PROBLEM DESCRIPTION
Please copy exactly the lines that run from the start of the entries to the line containing "the asset-registry usage", inclusive.

(Excerpts from a dataset)
######
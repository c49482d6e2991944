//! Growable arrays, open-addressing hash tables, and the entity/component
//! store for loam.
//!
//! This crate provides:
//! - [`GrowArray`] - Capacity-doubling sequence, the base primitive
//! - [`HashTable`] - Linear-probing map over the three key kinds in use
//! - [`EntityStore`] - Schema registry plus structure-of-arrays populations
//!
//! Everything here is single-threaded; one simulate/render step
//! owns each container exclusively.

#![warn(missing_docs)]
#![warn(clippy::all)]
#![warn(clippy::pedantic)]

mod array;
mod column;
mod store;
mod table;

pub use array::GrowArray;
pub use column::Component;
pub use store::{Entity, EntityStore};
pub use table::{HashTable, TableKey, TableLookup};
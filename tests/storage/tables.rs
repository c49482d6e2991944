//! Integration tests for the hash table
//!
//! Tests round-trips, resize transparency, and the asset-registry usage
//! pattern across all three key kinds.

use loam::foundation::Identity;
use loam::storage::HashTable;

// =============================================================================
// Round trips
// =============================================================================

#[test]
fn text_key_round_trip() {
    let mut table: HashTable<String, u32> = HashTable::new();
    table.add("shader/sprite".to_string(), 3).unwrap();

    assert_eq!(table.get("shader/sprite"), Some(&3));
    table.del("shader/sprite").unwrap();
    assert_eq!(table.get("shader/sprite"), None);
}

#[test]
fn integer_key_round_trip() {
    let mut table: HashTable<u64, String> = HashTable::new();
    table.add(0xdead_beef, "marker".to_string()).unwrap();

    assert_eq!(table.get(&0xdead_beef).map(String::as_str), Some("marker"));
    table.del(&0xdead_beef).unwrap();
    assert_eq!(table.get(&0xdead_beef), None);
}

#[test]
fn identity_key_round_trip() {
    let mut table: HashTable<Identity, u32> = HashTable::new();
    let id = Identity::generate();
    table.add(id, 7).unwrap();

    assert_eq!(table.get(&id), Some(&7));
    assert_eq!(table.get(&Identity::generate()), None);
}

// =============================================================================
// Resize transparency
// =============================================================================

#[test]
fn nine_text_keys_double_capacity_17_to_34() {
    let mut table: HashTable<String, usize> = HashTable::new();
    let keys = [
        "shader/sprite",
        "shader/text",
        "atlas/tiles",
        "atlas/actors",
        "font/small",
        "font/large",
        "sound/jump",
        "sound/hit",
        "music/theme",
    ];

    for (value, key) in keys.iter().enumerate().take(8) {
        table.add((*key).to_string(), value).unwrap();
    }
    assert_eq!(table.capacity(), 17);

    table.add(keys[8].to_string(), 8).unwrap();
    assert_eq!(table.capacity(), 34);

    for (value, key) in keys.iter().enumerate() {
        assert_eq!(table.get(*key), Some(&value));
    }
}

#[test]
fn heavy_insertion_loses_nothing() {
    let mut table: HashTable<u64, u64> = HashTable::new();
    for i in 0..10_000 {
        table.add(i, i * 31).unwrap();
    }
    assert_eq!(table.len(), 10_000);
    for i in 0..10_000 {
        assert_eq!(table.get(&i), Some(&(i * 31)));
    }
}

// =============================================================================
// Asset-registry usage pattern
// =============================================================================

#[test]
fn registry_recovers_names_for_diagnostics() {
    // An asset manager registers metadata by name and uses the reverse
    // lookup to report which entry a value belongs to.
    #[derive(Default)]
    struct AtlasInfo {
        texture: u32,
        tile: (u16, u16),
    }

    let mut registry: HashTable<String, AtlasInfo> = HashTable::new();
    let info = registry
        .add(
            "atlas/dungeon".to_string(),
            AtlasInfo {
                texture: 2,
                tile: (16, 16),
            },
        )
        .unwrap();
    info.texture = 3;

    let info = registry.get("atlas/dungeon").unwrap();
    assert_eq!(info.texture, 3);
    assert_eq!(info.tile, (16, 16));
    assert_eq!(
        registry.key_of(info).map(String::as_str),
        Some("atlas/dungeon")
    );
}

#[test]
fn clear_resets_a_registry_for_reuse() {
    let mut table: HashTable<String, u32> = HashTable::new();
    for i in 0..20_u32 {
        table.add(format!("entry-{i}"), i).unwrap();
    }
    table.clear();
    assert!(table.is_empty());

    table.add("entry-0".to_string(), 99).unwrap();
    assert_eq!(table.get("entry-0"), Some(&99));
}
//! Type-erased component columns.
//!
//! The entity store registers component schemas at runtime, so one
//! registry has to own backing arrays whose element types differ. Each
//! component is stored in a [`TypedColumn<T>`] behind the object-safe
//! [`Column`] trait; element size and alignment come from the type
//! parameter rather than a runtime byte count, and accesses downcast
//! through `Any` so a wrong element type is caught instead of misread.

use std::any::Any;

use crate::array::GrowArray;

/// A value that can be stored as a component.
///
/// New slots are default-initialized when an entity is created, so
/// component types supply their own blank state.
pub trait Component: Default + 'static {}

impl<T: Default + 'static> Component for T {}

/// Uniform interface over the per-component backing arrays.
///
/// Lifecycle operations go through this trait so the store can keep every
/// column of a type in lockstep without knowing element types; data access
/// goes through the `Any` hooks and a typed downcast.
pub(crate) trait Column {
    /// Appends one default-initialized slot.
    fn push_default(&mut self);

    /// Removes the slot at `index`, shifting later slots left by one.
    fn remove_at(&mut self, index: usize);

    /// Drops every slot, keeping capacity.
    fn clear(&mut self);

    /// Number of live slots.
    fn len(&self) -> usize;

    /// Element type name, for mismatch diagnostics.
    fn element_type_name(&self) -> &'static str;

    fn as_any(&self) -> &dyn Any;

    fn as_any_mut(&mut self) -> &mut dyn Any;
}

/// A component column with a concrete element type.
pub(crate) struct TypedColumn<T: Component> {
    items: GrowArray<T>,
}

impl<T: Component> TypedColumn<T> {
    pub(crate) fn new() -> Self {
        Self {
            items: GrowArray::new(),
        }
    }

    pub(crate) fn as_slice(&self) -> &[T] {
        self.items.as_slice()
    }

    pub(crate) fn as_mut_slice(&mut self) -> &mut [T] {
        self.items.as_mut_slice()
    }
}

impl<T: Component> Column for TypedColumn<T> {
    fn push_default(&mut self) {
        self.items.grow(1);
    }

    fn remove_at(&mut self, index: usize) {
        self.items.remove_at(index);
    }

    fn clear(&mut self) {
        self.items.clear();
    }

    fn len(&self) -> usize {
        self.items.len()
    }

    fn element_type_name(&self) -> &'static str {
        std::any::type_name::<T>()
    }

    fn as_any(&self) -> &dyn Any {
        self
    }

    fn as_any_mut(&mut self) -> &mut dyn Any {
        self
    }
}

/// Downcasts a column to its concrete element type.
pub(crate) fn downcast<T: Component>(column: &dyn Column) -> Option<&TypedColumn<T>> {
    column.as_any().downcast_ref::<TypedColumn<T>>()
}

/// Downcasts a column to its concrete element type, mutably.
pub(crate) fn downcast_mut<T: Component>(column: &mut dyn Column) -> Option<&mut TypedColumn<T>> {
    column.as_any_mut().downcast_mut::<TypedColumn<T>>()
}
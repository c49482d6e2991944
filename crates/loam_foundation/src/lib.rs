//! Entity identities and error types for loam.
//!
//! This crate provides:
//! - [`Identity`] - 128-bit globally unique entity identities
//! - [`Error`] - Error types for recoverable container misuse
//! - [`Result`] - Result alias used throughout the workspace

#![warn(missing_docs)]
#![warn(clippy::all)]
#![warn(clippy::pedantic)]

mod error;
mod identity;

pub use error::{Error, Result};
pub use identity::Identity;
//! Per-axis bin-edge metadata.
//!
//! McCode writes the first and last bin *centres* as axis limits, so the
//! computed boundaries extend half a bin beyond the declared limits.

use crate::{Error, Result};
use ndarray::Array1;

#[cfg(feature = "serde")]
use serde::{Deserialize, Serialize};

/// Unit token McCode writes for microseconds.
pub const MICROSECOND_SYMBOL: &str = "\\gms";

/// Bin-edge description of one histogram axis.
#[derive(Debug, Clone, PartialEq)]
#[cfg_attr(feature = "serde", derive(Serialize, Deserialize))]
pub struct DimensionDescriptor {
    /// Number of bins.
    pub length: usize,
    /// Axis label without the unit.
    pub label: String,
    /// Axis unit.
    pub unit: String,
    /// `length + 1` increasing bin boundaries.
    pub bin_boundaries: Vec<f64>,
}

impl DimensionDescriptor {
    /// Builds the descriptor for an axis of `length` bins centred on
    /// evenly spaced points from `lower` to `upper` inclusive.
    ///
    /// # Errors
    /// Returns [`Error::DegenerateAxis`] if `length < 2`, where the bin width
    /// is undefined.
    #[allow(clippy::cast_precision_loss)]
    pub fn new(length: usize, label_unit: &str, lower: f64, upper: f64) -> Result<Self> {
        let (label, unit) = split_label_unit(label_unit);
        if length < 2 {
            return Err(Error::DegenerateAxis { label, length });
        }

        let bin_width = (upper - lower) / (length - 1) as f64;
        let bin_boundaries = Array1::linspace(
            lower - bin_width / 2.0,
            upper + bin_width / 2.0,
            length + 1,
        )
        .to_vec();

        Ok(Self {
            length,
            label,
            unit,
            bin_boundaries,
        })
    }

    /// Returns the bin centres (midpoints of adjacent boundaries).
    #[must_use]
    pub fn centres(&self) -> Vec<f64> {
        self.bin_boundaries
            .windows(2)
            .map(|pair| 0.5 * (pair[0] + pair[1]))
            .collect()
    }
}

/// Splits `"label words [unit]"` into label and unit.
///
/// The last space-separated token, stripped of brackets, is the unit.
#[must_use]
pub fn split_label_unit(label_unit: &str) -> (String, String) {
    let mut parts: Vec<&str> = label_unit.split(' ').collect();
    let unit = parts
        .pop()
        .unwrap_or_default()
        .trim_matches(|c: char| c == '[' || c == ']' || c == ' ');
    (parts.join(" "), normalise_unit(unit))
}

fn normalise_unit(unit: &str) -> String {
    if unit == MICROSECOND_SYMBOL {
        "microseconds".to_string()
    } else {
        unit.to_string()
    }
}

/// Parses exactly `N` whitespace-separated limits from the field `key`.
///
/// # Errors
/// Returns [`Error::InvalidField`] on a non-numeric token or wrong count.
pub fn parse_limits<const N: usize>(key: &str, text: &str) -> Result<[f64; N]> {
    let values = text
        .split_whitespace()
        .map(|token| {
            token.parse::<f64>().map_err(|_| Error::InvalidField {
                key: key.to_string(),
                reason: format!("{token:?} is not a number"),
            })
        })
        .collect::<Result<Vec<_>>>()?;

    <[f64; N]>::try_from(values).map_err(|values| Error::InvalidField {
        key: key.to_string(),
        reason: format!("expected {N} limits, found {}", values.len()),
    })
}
######
ANSWER TO THE EXERCISE
repository c49482d6e2991944
//! Growable arrays, open-addressing hash tables, and the entity/component
//! store for loam.
//!
//! This crate provides:
//! - [`GrowArray`] - Capacity-doubling sequence, the base primitive
//! - [`HashTable`] - Linear-probing map over the three key kinds in use
//! - [`EntityStore`] - Schema registry plus structure-of-arrays populations
//!
//! Everything here is single-threaded; one simulate/render step
//! owns each container exclusively.

#![warn(missing_docs)]
#![warn(clippy::all)]
#![warn(clippy::pedantic)]

mod array;
mod column;
mod store;
mod table;

pub use array::GrowArray;
pub use column::Component;
pub use store::{Entity, EntityStore};
pub use table::{HashTable, TableKey, TableLookup};
filename tests/storage/tables.rs
repository c49482d6e2991944
//! Integration tests for the hash table
//!
//! Tests round-trips, resize transparency, and the asset-registry usage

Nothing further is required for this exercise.